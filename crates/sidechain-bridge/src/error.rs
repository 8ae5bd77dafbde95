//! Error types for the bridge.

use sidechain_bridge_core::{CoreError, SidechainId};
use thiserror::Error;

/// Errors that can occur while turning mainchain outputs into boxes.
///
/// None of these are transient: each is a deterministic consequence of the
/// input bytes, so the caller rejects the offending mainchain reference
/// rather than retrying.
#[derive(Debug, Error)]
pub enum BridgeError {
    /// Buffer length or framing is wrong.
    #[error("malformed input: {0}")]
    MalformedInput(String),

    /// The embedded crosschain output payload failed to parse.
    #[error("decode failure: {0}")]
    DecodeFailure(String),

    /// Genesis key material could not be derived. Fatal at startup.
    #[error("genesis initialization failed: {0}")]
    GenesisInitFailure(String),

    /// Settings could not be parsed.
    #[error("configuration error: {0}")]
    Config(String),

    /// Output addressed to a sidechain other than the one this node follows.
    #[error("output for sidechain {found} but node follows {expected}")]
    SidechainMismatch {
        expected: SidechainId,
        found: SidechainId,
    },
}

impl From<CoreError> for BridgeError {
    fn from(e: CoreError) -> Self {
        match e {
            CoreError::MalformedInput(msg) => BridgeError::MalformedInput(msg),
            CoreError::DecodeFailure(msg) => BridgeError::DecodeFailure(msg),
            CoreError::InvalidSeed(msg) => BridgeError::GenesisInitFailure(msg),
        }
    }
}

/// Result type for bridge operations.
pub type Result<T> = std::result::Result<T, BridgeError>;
---
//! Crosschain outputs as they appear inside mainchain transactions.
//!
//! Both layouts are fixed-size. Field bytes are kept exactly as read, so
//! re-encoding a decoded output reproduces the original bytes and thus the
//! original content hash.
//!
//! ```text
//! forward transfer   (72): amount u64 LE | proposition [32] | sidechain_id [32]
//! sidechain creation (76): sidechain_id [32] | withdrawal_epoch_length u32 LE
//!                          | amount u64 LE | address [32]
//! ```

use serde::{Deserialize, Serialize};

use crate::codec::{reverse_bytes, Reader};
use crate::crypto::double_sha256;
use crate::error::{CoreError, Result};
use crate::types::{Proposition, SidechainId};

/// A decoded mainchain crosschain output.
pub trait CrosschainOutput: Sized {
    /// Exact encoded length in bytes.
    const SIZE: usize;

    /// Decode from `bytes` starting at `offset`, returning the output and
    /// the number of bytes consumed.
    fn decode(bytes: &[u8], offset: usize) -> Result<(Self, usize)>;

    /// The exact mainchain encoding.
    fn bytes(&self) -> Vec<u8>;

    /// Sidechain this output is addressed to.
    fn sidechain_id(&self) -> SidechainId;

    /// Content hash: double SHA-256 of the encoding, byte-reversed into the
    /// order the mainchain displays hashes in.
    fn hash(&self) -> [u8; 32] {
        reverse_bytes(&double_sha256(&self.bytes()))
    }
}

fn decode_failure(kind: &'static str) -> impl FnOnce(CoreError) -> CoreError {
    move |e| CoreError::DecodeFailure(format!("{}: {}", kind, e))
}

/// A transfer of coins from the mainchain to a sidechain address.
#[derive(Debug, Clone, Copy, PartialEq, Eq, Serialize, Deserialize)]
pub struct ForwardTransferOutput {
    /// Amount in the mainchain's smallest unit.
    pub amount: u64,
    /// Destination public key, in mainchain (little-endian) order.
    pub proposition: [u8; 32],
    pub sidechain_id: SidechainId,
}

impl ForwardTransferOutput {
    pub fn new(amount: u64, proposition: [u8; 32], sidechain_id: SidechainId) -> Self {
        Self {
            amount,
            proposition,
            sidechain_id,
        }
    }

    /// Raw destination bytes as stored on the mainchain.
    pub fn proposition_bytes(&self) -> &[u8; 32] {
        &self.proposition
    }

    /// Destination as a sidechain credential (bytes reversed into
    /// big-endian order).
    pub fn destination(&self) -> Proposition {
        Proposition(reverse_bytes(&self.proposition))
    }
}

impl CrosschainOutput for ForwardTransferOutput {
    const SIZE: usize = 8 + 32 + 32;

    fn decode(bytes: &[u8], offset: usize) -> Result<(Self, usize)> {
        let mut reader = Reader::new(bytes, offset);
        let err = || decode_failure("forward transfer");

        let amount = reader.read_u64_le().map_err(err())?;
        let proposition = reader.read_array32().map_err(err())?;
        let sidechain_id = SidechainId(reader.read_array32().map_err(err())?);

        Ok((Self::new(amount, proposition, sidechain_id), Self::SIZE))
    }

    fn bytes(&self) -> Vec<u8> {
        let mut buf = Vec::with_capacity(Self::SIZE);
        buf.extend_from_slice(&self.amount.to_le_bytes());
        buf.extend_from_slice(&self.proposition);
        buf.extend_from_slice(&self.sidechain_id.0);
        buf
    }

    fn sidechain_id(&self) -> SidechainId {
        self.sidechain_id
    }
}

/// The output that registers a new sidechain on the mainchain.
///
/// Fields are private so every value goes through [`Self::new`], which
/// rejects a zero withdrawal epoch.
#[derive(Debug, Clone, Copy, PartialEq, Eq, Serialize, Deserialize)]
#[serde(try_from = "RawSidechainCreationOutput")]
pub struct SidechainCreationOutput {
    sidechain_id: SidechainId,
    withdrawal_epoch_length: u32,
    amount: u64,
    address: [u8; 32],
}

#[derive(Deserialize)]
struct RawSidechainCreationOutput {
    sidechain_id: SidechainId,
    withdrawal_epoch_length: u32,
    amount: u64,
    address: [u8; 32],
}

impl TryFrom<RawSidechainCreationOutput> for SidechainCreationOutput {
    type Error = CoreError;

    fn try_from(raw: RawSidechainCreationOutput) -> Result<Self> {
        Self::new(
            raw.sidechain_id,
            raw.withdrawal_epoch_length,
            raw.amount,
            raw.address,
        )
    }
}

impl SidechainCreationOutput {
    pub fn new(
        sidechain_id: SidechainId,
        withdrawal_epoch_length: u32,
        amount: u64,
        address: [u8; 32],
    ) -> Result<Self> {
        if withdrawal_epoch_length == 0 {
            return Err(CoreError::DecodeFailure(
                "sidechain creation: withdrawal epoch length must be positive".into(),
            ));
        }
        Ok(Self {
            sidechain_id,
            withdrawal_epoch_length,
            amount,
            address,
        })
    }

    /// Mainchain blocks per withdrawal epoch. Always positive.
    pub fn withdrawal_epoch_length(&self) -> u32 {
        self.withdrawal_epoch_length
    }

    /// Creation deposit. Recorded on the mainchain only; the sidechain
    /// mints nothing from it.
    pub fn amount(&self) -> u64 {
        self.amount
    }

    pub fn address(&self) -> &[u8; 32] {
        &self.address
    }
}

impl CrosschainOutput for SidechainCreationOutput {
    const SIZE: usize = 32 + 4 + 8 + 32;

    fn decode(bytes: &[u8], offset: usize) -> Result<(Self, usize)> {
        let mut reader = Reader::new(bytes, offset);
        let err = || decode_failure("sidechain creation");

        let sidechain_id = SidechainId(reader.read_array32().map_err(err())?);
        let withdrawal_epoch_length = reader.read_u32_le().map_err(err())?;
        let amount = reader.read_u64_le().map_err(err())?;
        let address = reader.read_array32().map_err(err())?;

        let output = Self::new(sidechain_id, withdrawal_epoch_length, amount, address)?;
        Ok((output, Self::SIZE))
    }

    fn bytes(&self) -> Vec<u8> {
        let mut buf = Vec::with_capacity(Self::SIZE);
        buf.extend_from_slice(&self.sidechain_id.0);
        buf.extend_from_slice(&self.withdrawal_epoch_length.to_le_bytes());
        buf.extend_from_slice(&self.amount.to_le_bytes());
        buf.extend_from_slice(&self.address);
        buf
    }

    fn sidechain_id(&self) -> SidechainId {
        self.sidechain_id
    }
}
--
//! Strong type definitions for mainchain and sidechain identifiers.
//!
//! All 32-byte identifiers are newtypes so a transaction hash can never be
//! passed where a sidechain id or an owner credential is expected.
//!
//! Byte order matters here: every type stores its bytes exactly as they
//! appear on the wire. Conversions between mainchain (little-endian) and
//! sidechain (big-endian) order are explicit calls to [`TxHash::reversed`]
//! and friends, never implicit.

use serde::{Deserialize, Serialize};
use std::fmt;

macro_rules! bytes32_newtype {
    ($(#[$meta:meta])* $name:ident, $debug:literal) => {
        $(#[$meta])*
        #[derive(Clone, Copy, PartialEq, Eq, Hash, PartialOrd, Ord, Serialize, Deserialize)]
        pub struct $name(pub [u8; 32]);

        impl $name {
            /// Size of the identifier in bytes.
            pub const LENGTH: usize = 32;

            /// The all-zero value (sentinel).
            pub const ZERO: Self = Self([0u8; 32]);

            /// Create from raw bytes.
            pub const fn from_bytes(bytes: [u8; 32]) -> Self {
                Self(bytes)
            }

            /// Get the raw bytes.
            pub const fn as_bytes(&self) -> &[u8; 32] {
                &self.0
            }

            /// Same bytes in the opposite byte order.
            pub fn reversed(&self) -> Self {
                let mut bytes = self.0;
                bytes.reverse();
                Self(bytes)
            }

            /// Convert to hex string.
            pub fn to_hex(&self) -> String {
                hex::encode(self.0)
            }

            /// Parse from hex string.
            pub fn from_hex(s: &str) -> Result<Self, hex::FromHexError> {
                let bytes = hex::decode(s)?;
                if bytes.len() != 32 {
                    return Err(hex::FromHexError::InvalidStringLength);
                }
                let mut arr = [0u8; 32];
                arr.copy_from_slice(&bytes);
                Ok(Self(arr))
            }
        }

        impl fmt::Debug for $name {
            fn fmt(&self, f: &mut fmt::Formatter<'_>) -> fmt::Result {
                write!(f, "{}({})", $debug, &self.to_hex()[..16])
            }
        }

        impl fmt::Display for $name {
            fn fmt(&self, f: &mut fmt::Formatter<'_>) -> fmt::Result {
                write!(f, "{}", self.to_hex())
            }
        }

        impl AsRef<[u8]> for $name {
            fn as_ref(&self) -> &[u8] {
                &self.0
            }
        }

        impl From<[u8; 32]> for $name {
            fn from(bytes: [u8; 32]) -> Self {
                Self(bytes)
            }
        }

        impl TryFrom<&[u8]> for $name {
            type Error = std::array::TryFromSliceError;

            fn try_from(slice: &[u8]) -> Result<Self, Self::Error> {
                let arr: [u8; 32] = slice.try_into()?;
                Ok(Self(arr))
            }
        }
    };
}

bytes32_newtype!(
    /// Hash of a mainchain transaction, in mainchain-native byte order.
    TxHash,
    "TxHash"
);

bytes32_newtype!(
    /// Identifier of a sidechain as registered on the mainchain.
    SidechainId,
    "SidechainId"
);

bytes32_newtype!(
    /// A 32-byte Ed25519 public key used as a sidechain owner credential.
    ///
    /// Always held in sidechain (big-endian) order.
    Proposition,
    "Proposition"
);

[EXERCISE GOAL]:
Would you print exactly and only the lines of the material above that run from the line with "rather than retrying." through the line with "pub type Result<T>", both included?

[SOLUTION FOR THIS TASK]:
/// rather than retrying.
#[derive(Debug, Error)]
pub enum BridgeError {
    /// Buffer length or framing is wrong.
    #[error("malformed input: {0}")]
    MalformedInput(String),

    /// The embedded crosschain output payload failed to parse.
    #[error("decode failure: {0}")]
    DecodeFailure(String),

    /// Genesis key material could not be derived. Fatal at startup.
    #[error("genesis initialization failed: {0}")]
    GenesisInitFailure(String),

    /// Settings could not be parsed.
    #[error("configuration error: {0}")]
    Config(String),

    /// Output addressed to a sidechain other than the one this node follows.
    #[error("output for sidechain {found} but node follows {expected}")]
    SidechainMismatch {
        expected: SidechainId,
        found: SidechainId,
    },
}

impl From<CoreError> for BridgeError {
    fn from(e: CoreError) -> Self {
        match e {
            CoreError::MalformedInput(msg) => BridgeError::MalformedInput(msg),
            CoreError::DecodeFailure(msg) => BridgeError::DecodeFailure(msg),
            CoreError::InvalidSeed(msg) => BridgeError::GenesisInitFailure(msg),
        }
    }
}

/// Result type for bridge operations.
pub type Result<T> = std::result::Result<T, BridgeError>;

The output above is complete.